• Input data:
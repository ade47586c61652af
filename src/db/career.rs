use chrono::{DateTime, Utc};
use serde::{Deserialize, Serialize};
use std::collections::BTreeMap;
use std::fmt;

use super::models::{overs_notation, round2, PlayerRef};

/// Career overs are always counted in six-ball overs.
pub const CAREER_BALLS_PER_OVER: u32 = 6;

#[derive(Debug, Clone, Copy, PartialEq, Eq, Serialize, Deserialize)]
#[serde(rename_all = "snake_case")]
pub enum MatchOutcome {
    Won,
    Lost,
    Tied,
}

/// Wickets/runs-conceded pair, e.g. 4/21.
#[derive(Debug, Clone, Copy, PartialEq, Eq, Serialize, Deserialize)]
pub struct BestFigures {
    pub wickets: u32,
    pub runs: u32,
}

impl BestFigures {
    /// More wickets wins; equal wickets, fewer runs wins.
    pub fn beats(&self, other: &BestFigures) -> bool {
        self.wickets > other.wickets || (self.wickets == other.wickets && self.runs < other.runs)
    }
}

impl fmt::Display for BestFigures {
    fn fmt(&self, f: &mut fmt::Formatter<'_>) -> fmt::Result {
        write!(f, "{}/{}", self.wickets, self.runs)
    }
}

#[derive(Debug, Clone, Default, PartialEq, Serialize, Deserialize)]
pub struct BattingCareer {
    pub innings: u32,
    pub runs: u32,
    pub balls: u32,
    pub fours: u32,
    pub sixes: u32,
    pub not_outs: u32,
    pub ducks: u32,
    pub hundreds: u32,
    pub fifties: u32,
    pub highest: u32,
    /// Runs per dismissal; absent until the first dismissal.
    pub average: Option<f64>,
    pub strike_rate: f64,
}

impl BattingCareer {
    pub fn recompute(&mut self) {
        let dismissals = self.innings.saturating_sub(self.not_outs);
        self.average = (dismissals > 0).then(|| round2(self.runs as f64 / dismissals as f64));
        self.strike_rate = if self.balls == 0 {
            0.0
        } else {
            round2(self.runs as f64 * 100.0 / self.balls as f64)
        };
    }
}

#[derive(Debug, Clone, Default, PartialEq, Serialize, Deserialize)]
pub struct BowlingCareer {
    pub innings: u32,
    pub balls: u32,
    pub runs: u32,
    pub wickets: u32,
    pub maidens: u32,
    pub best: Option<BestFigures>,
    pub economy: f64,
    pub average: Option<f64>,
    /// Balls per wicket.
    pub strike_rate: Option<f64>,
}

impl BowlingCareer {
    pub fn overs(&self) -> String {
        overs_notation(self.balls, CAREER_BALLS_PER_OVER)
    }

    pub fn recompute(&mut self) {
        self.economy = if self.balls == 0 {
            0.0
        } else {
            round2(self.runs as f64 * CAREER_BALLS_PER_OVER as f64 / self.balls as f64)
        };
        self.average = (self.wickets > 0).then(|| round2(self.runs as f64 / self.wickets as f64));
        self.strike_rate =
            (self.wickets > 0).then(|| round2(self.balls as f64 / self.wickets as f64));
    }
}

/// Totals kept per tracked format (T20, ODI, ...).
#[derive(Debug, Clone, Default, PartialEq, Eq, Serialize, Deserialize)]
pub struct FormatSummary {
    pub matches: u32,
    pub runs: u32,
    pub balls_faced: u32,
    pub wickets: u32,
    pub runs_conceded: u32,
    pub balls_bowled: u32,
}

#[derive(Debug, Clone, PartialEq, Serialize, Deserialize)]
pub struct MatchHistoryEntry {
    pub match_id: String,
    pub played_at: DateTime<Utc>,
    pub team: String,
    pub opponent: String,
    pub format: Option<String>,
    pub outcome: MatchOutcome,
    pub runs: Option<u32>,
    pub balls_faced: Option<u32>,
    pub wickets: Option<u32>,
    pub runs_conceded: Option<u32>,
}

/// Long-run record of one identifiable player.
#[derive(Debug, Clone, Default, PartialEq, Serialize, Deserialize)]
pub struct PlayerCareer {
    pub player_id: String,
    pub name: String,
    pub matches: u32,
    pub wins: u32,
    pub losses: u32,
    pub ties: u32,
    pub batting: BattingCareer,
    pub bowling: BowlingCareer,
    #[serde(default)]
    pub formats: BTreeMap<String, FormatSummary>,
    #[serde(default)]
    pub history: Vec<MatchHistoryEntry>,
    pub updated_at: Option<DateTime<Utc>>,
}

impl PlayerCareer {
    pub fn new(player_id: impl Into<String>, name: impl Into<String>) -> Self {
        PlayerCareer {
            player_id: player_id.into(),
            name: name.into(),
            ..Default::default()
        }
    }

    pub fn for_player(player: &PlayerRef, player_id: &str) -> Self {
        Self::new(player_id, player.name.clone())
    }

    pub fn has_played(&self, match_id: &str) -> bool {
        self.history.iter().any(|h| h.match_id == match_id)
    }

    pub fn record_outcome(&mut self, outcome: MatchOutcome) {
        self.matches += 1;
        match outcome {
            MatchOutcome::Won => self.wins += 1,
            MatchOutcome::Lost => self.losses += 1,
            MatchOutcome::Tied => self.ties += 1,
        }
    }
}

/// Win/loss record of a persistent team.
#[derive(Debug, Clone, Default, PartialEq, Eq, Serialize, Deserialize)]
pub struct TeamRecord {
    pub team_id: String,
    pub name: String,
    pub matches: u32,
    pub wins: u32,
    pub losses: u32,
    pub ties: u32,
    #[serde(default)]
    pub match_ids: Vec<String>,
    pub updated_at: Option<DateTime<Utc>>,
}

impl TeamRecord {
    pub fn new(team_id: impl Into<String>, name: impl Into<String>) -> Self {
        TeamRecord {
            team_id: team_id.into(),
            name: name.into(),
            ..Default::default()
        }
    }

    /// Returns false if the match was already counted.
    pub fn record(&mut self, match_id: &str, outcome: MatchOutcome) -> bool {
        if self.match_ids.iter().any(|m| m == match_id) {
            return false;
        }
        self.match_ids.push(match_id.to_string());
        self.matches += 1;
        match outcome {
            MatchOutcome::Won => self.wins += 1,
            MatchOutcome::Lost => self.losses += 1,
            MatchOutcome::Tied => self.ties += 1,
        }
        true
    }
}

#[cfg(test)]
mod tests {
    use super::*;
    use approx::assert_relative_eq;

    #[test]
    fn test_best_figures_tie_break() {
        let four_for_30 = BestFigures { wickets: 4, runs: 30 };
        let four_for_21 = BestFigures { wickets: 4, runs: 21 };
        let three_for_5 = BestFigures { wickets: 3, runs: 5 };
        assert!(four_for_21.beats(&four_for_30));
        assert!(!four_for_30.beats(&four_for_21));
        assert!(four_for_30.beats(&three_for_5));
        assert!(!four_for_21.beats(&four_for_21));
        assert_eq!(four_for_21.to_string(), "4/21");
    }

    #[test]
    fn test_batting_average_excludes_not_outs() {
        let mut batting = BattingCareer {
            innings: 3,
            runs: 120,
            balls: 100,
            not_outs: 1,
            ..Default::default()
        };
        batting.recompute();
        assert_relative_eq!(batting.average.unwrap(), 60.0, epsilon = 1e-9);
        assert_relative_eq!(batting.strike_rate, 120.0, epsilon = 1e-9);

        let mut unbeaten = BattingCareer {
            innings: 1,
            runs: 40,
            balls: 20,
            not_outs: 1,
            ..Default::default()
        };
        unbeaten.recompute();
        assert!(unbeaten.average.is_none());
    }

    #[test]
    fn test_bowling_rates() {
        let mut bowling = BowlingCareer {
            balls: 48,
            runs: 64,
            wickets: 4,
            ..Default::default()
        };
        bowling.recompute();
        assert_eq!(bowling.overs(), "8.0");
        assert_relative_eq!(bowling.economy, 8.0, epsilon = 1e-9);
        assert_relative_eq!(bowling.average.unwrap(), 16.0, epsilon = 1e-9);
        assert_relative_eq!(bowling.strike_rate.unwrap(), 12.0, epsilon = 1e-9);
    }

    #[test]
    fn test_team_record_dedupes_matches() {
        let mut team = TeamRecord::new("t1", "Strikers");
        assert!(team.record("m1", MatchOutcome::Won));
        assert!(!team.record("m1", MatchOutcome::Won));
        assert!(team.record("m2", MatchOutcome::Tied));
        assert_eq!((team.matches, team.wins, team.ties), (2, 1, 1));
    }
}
==
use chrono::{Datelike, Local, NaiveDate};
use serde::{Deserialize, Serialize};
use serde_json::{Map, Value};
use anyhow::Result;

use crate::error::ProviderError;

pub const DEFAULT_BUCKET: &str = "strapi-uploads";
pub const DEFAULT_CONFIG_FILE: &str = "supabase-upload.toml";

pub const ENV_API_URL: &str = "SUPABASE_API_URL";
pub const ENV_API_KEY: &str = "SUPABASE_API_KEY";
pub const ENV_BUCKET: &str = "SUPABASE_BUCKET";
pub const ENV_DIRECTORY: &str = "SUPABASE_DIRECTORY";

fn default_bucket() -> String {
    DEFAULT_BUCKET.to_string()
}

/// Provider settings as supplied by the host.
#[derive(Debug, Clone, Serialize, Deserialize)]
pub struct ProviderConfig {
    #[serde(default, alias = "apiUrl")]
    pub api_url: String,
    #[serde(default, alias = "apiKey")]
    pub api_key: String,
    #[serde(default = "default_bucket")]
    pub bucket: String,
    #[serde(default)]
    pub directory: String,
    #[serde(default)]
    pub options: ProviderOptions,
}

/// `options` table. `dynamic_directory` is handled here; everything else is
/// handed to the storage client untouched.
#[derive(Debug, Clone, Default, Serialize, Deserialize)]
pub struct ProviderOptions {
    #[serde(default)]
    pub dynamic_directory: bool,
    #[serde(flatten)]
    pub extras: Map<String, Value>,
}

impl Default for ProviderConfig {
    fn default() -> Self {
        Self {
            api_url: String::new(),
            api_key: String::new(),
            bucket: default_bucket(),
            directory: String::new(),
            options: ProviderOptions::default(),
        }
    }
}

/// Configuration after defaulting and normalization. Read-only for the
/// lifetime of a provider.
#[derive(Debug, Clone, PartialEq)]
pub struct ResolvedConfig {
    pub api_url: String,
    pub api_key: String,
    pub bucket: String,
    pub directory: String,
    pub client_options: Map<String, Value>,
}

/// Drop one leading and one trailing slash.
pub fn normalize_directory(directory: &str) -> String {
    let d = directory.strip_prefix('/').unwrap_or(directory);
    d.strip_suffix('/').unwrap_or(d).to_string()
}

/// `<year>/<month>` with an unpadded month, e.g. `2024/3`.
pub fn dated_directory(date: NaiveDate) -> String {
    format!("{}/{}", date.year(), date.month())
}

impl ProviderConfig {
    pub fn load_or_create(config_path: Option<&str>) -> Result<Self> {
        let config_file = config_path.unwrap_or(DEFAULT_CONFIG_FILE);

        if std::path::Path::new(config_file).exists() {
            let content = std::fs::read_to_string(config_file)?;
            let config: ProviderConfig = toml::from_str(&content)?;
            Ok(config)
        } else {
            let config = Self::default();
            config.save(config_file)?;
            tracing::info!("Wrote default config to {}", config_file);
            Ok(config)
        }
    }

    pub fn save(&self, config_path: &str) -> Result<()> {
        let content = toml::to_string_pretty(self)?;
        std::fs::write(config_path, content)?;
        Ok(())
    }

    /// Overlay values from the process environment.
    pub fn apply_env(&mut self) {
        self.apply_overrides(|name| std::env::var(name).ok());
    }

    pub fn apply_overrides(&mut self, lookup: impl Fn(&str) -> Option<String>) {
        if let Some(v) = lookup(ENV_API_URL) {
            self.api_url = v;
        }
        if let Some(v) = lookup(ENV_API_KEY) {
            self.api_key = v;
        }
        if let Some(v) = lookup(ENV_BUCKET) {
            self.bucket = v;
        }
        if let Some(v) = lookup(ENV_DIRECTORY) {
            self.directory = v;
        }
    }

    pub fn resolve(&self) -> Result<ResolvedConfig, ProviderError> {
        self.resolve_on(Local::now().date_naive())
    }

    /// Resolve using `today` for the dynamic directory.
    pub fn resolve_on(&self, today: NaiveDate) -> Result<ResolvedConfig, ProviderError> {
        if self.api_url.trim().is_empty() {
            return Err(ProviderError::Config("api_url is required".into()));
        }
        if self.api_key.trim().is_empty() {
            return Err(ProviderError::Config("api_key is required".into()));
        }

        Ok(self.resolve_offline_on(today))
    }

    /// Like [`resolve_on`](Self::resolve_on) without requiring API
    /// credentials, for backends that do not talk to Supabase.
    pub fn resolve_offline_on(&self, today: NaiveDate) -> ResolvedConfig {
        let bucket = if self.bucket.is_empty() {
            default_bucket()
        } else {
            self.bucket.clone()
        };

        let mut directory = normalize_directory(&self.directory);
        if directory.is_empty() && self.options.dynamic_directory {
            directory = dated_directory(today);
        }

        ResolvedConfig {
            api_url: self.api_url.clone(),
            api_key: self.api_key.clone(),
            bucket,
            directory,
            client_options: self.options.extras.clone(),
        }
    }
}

• Work order:
Reproduce exactly the section above that begins at the line containing "repository ade47586c61652af" and ends at the line containing "in six-ball overs.", leaving out all other lines.

• Result below:
repository ade47586c61652af
filename src/db/career.rs
use chrono::{DateTime, Utc};
use serde::{Deserialize, Serialize};
use std::collections::BTreeMap;
use std::fmt;

use super::models::{overs_notation, round2, PlayerRef};

/// Career overs are always counted in six-ball overs.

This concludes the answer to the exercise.